A “Can and Will Doctrine” for Public Resources

Published June 13, 2023

Let’s say you have a spring on your land, and you are surrounded by people living in the desert who are desperate for water. You make your living selling it to them, but I like the looks of the spring and I’m rich, so I might offer you even more than it’s worth – not to sell it to them. I don’t need the water. I just enjoy looking at it, so here is the money, and we’ll just leave the water where it is. No more use.

There is a reason that is illegal in the West. Water doesn’t belong to individuals or companies or farms; it belongs to the people. Water rights owners don’t own water. They own the right to use it. That is a property right that can be bought and sold, but only in accordance with applicable law. Part of that law prohibits people from owning water they don’t really intend to use. Why? Because in the West, water is much too precious to be denied to people who need it by people who don’t.

To ensure water is available for proper use, western water law grants property rights to those who build systems that put water to beneficial use: for irrigation, municipal, industrial, or recreational purposes. Without that system, there could be no towns or businesses in the arid West. Because water rights are so valuable, decrees require precise details about the exact location, use, and amount required. Moreover, applicants must prove their ability and intent to use the water as specified. That is called the “can-and-will doctrine.” One cannot get water rights without intending to use them. Without that safeguard, nothing would prevent rich political activists, or a wealthy state like California, from buying up all the water rights in rural areas, for example, effectively evicting all the people and towns.

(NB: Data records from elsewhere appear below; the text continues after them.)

//! NWS active alerts for a point.

use async_trait::async_trait;
use backcountry_signal_models::{
    AlertSeverity, AlertsSignal, Coordinate, OfficialAlert, SignalStatus,
};
use backcountry_source::retry;
use serde_json::Value;

use crate::{AlertsProvider, Endpoint, ProviderError, str_at, time_at};

#[derive(Debug, Clone)]
pub struct NwsAlerts {
    endpoint: Endpoint,
}

impl NwsAlerts {
    #[must_use]
    pub const fn new(endpoint: Endpoint) -> Self {
        Self { endpoint }
    }
}

#[async_trait]
impl AlertsProvider for NwsAlerts {
    async fn fetch_alerts(&self, coord: &Coordinate) -> Result<AlertsSignal, ProviderError> {
        let url = format!("{}/alerts/active", self.endpoint.base_url);
        let point = format!("{:.4},{:.4}", coord.lat, coord.lon);
        let client = &self.endpoint.client;
        let body = retry::send_json(
            || {
                client
                    .get(&url)
                    .query(&[("point", point.as_str())])
                    .header(reqwest::header::ACCEPT, "application/geo+json")
            },
            &self.endpoint.policy,
        )
        .await?;
        let signal = normalize_alerts(&body)?;
        log::debug!("{} active alerts for {coord}", signal.alerts.len());
        Ok(signal)
    }
}

/// Normalizes an alerts feature collection. An empty collection is `ok`
/// with no alerts.
///
/// # Errors
///
/// Returns [`ProviderError::Normalization`] if `features` is missing.
pub fn normalize_alerts(body: &Value) -> Result<AlertsSignal, ProviderError> {
    let features = body
        .get("features")
        .and_then(Value::as_array)
        .ok_or_else(|| ProviderError::missing("features"))?;

    let alerts = features
        .iter()
        .filter_map(|f| f.get("properties"))
        .filter_map(|p| {
            let event = str_at(p, "/event")?.to_string();
            Some(OfficialAlert {
                event,
                headline: str_at(p, "/headline").map(ToString::to_string),
                severity: str_at(p, "/severity")
                    .and_then(|s| s.parse().ok())
                    .unwrap_or(AlertSeverity::Unknown),
                onset: time_at(p, "/onset").or_else(|| time_at(p, "/effective")),
                expires: time_at(p, "/ends").or_else(|| time_at(p, "/expires")),
                sender: str_at(p, "/senderName").map(ToString::to_string),
            })
        })
        .collect();

    Ok(AlertsSignal {
        status: SignalStatus::Ok,
        alerts,
    })
}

It turns out that this danger does not apply only to water, but other resources, too. The Administration has proposed new rules allowing public land to be leased for “conservation,” in addition to various uses allowed by law. The proposal, published for public comment in April, would expand the definition of uses for which leases can be sold, for all 245 million acres managed by the Bureau of Land Management (BLM). Conservation would be considered a valid “use” of public land, whether the law says so or not. In this context, that means valid “uses” for which land can be leased include no use at all.

Under the Federal Land Policy Management Act (FLPMA) of 1976, the law that governs management of BLM land, specific uses are authorized, and the agency is directed to issue leases for those purposes, considered important for land management, or to supply important economic

resources, or both. Those uses are named in the law. They include grazing, mining, timber, production of oil, gas, coal, oil shale or other minerals, pipelines, power systems, transmission lines, ditches, canals and other water systems, roads, trails, runways, and several other public interests. FLPMA contains the word “lease” in 49 places, not one of which contemplates leasing public land for no use. The Administration says it believes conservation is among the land uses permitted under FLPMA, though no section of FLPMA mentions any such concept.

This is the latest attempt by the Administration to thwart the plain language of the law. President Biden tried an Executive Order directing the Interior Department to “pause new oil and natural gas leases on public lands…” A federal court blocked the order as a violation of FLPMA, and it remains tied up in court. Congress then passed legislation mandating new oil leases in the Gulf of Mexico and Alaska, reinstating $192 million in “paused” leases, and instructing the Department to hold oil and gas lease sales, including at least 2 million acres on BLM land annually.  

So now, the Administration responds with a clever new plan to sell the leases to groups with no ability or intention to use them. Interior Secretary Deb Haaland explained that “It is our responsibility to use the best tools available to… conserve the most important places for the benefit of the generations to come.” Well, no, it isn’t. FLPMA says only Congress can “withdraw” from the specified public uses any parcels of land larger than 5,000 acres.

Secretary Haaland does not get to decide on her own what her “responsibility” is. She is a public employee whose responsibility is determined by law.

Interior points out that, like mineral leases, conservation leases would also generate federal revenue. True, but this isn’t about money. Publicly owned natural resources should never be for sale to the highest bidder, because the public interest requires responsible use for public benefit. There should be a “can-and-will doctrine” for all public resources, not just water.